§ **Task to carry out**:
Look through the entries for the string "minimize" and copy every line where it shows up.

______

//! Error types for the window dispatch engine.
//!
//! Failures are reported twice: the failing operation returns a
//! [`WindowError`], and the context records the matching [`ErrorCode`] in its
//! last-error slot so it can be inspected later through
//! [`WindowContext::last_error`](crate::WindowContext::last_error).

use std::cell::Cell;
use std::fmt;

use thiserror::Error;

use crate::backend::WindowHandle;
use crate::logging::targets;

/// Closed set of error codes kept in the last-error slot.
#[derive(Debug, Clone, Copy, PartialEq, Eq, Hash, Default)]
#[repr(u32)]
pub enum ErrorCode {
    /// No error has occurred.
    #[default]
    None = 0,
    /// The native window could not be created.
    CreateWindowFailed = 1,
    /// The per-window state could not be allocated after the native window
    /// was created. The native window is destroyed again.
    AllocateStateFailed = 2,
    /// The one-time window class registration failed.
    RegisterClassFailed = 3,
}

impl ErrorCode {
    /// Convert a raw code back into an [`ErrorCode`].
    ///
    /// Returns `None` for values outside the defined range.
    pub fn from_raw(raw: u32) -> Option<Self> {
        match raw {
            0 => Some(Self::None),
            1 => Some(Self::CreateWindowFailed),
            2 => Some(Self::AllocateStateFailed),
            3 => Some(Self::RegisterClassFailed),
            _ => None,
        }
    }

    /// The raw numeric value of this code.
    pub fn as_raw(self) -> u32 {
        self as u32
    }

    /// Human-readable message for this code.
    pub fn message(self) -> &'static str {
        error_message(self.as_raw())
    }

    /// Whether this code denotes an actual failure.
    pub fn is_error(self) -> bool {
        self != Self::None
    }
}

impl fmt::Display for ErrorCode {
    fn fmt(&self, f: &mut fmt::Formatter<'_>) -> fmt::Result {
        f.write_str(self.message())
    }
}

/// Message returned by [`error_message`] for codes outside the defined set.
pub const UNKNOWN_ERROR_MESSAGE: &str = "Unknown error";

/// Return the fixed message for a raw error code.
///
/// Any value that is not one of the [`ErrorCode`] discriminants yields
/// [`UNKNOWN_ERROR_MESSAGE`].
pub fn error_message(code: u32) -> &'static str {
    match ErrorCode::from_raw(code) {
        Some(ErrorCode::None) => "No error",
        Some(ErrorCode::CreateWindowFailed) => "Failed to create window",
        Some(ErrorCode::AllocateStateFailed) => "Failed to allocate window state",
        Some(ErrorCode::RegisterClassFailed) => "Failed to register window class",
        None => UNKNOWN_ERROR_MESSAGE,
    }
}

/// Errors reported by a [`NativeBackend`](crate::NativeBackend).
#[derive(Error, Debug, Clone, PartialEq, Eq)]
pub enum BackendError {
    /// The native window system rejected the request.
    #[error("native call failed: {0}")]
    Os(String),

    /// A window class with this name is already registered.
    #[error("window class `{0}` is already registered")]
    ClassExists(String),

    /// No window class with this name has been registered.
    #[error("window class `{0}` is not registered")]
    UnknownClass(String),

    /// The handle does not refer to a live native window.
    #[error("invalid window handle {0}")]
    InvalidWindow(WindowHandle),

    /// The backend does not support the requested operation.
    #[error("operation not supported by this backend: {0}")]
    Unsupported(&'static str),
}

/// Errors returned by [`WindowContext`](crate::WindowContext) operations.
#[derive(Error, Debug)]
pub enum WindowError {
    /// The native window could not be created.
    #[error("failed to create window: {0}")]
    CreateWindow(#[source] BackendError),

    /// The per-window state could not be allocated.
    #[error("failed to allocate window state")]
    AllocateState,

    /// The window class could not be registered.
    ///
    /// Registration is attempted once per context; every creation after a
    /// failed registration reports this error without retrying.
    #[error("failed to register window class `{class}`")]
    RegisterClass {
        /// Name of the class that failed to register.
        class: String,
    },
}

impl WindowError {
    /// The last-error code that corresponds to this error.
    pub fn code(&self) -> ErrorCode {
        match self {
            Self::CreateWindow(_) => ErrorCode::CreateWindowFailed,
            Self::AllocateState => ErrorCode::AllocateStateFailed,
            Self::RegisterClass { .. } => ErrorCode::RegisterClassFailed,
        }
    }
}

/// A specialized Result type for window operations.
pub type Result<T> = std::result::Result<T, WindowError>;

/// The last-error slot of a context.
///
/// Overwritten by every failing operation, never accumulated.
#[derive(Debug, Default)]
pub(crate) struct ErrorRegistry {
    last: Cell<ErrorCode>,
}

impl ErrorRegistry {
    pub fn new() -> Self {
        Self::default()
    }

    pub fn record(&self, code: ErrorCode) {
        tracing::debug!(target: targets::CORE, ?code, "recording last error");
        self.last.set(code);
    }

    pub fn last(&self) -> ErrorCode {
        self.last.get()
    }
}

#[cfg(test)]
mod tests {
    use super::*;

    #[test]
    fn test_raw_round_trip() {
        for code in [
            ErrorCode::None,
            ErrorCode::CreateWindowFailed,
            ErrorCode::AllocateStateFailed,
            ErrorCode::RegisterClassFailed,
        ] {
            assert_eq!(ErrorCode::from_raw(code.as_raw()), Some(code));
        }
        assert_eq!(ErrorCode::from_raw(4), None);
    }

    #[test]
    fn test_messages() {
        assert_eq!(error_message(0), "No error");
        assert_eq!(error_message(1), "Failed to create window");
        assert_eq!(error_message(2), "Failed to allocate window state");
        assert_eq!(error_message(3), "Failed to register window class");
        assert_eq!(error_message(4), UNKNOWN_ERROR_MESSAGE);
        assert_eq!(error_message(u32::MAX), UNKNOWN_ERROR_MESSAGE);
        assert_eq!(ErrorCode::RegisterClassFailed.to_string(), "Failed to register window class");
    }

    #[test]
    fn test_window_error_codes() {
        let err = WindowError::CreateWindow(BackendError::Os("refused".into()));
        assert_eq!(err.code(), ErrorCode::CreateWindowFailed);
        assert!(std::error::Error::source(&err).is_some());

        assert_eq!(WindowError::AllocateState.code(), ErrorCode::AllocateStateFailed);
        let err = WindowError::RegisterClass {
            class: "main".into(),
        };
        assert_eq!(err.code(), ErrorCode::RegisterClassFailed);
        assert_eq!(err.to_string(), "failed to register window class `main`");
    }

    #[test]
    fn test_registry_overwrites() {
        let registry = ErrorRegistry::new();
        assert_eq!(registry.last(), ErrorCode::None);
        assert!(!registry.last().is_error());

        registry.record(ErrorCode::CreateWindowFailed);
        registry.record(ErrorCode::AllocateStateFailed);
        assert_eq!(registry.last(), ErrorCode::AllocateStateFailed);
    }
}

______

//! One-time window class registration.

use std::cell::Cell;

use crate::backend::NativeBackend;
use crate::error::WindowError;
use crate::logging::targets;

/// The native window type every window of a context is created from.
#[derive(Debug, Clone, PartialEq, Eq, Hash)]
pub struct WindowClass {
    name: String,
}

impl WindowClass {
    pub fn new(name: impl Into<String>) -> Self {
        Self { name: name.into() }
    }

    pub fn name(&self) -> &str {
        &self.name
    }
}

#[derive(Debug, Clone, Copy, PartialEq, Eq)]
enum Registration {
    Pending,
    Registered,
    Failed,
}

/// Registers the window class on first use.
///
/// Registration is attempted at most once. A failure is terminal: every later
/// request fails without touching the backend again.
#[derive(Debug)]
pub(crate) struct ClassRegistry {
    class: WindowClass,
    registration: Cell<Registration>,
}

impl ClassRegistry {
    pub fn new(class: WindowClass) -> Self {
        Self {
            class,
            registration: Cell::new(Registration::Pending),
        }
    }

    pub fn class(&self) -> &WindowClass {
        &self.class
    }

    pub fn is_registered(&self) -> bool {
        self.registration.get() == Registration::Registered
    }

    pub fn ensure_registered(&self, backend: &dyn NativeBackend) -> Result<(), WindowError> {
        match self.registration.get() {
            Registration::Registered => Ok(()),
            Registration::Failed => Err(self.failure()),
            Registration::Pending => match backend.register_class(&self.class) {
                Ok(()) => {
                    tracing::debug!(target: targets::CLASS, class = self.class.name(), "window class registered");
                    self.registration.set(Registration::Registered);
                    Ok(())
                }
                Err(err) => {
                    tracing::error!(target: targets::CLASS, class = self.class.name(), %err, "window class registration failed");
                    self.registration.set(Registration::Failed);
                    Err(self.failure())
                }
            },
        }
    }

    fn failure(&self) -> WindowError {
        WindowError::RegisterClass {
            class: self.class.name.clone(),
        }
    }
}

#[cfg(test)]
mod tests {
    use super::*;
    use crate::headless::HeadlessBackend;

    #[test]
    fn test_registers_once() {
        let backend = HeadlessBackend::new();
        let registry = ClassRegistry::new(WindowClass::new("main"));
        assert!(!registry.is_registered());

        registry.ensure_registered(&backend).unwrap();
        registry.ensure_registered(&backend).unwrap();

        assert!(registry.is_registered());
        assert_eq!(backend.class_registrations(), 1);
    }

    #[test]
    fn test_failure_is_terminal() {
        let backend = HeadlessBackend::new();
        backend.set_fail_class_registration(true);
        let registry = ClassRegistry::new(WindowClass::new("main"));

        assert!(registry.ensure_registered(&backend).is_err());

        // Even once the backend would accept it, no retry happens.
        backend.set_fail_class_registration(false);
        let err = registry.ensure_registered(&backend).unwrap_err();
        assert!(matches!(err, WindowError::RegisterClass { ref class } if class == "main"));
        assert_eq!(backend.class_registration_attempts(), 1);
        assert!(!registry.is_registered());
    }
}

______

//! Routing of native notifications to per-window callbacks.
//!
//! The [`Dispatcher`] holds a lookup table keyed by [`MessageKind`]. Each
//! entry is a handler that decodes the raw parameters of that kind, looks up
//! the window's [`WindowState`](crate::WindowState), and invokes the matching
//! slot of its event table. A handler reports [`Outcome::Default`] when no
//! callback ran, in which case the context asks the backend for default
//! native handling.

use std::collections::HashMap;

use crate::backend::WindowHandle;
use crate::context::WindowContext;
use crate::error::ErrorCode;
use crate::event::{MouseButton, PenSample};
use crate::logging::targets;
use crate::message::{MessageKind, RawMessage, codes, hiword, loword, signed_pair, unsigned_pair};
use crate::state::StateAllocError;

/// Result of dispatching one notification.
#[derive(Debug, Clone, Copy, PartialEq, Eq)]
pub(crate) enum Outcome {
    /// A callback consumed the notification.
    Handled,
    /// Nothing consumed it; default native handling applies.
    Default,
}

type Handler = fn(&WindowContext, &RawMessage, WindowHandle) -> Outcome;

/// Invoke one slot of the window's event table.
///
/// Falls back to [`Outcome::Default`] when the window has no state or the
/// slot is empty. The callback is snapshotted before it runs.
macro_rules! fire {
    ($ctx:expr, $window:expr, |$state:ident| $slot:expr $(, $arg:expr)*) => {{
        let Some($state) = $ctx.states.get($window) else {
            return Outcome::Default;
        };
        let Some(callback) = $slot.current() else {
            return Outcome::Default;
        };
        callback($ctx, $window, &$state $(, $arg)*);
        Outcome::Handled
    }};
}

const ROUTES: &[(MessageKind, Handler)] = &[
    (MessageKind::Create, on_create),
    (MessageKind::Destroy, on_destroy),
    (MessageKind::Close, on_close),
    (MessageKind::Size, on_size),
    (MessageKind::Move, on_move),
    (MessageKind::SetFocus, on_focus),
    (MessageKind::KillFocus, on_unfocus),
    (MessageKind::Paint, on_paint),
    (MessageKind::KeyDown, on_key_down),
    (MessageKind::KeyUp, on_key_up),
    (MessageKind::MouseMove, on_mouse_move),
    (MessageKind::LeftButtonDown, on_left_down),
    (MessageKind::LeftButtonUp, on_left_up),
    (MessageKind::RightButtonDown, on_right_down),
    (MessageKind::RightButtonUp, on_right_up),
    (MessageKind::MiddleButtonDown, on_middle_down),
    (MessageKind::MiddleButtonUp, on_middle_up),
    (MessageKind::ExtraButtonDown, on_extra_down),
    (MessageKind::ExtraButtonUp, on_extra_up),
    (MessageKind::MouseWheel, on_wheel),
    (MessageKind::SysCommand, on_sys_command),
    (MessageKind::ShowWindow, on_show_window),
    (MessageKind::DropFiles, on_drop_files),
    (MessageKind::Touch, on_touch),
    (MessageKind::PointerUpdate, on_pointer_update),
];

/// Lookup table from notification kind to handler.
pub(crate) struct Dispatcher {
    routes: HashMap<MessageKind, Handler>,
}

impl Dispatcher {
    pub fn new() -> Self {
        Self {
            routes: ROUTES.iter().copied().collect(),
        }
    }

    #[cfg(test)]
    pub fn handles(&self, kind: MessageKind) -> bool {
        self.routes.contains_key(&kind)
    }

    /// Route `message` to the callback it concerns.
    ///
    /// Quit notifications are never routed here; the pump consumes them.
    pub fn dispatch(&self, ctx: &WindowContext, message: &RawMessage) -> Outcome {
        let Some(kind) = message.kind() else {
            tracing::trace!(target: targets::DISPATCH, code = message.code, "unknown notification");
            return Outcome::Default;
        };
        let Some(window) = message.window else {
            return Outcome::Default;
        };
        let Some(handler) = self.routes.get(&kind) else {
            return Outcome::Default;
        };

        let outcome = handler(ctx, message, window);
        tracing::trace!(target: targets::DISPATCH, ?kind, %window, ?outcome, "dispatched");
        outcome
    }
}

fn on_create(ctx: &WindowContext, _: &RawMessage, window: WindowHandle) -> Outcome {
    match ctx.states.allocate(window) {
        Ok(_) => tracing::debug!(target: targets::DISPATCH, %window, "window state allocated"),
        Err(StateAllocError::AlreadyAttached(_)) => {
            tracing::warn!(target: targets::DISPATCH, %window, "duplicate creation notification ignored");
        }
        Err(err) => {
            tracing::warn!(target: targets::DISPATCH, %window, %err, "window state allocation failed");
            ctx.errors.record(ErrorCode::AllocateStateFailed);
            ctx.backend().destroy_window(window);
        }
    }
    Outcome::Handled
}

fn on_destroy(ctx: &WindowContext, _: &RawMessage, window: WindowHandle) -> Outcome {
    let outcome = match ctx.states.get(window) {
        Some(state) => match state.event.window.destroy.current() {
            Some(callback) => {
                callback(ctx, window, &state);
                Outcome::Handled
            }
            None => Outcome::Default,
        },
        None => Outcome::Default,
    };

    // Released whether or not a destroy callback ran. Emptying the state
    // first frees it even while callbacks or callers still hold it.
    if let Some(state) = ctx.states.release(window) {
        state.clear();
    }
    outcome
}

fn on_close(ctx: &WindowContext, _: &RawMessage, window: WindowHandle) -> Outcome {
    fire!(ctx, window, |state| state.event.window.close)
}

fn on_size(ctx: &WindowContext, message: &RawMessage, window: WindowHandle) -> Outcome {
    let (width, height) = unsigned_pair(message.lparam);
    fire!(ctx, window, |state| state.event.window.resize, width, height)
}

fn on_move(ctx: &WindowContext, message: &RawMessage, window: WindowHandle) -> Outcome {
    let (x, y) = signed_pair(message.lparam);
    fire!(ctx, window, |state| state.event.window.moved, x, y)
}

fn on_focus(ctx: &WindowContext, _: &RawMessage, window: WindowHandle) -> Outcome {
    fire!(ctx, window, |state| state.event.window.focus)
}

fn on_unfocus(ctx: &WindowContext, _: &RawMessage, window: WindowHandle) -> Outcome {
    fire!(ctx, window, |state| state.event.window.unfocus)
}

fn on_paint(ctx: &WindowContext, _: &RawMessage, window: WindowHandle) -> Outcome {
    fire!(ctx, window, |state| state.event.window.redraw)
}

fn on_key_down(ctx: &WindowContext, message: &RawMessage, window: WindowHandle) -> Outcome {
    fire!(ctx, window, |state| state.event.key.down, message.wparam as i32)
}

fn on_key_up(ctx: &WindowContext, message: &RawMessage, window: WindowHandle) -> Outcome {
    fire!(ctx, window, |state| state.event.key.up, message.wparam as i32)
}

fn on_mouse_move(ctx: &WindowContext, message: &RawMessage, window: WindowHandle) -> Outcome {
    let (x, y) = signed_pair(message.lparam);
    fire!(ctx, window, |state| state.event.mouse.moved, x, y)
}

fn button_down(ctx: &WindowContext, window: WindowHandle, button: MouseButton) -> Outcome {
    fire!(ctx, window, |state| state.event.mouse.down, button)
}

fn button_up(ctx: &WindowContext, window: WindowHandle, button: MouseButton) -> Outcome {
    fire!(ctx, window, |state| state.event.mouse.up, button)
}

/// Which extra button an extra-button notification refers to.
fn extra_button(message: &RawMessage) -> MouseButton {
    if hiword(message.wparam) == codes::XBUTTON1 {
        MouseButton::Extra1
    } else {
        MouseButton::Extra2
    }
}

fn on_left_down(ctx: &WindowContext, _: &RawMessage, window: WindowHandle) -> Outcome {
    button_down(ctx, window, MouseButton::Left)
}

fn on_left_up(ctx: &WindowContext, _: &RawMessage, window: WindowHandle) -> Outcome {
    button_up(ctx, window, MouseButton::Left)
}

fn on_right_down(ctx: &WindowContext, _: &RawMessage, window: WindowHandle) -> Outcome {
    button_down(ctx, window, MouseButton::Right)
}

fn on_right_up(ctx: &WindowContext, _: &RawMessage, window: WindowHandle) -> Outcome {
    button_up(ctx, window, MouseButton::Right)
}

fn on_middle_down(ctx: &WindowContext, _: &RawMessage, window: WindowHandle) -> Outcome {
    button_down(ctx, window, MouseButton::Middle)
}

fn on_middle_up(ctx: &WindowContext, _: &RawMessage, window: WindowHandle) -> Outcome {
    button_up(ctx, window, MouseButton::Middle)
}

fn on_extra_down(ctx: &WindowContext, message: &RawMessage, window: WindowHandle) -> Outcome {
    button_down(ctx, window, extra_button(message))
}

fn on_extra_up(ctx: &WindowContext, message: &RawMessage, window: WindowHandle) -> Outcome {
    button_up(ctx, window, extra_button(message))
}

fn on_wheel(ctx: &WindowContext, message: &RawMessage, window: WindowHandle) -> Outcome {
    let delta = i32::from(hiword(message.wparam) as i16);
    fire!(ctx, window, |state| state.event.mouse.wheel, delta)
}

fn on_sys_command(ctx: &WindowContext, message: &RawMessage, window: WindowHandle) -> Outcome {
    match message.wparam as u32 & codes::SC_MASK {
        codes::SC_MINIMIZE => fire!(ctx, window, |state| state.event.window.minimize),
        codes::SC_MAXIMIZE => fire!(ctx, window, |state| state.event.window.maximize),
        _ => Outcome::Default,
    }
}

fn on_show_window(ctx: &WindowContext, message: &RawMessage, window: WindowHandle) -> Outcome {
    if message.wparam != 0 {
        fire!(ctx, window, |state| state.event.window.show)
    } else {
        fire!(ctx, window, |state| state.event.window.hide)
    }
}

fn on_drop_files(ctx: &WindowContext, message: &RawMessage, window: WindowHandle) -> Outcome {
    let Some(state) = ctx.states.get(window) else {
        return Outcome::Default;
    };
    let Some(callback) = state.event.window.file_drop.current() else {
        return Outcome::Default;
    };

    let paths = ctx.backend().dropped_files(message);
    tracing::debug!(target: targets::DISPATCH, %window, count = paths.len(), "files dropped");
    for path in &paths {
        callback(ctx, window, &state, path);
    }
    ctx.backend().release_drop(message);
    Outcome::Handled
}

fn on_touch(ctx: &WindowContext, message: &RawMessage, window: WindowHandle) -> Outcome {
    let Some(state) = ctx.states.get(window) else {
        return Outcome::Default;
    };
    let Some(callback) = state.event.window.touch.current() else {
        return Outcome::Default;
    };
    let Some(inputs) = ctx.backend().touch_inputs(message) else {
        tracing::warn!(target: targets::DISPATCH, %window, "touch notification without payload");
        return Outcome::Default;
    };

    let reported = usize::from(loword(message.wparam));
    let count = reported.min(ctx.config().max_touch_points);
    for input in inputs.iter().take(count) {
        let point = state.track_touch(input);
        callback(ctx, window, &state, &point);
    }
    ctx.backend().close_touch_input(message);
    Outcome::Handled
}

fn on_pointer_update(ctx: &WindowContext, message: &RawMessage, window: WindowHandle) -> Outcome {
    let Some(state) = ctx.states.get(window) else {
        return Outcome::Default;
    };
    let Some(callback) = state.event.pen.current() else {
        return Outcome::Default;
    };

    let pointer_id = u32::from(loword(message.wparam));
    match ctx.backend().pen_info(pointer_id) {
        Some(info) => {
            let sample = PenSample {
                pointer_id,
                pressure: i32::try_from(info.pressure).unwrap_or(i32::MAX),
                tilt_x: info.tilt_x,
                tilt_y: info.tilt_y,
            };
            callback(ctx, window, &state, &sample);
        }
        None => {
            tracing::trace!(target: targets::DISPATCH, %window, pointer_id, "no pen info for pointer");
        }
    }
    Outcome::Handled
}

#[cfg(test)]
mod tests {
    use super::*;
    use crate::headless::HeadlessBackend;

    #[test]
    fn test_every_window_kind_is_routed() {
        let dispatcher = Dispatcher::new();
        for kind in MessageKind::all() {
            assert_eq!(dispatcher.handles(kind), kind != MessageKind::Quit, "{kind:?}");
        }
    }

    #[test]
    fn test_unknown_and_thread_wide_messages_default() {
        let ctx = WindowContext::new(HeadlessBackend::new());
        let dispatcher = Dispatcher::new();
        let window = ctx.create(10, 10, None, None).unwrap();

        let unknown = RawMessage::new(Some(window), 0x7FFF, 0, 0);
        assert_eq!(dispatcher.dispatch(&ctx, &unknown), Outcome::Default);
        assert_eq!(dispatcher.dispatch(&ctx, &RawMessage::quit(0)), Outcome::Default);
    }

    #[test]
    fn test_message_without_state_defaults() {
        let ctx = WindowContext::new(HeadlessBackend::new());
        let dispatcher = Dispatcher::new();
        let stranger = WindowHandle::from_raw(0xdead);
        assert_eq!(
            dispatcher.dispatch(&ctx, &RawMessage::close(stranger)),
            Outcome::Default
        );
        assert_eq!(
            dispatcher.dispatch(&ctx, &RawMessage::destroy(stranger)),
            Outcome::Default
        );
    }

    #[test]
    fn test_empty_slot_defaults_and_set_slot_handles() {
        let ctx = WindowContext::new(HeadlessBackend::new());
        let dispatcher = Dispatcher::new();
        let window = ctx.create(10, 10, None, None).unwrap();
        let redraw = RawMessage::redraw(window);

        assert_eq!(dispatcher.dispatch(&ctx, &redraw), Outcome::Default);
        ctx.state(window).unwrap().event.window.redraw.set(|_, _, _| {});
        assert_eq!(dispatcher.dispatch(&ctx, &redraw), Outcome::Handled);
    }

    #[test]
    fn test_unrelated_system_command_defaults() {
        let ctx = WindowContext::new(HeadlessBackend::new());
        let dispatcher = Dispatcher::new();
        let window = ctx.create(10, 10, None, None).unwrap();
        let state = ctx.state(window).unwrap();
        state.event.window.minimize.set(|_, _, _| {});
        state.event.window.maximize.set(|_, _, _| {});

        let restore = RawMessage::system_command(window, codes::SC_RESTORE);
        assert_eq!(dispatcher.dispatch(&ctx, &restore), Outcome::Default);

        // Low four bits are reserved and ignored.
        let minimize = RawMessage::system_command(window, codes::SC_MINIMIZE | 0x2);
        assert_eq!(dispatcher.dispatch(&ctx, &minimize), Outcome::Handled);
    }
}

______

§ **Reply**:
        codes::SC_MINIMIZE => fire!(ctx, window, |state| state.event.window.minimize),
        state.event.window.minimize.set(|_, _, _| {});
        let minimize = RawMessage::system_command(window, codes::SC_MINIMIZE | 0x2);
        assert_eq!(dispatcher.dispatch(&ctx, &minimize), Outcome::Handled);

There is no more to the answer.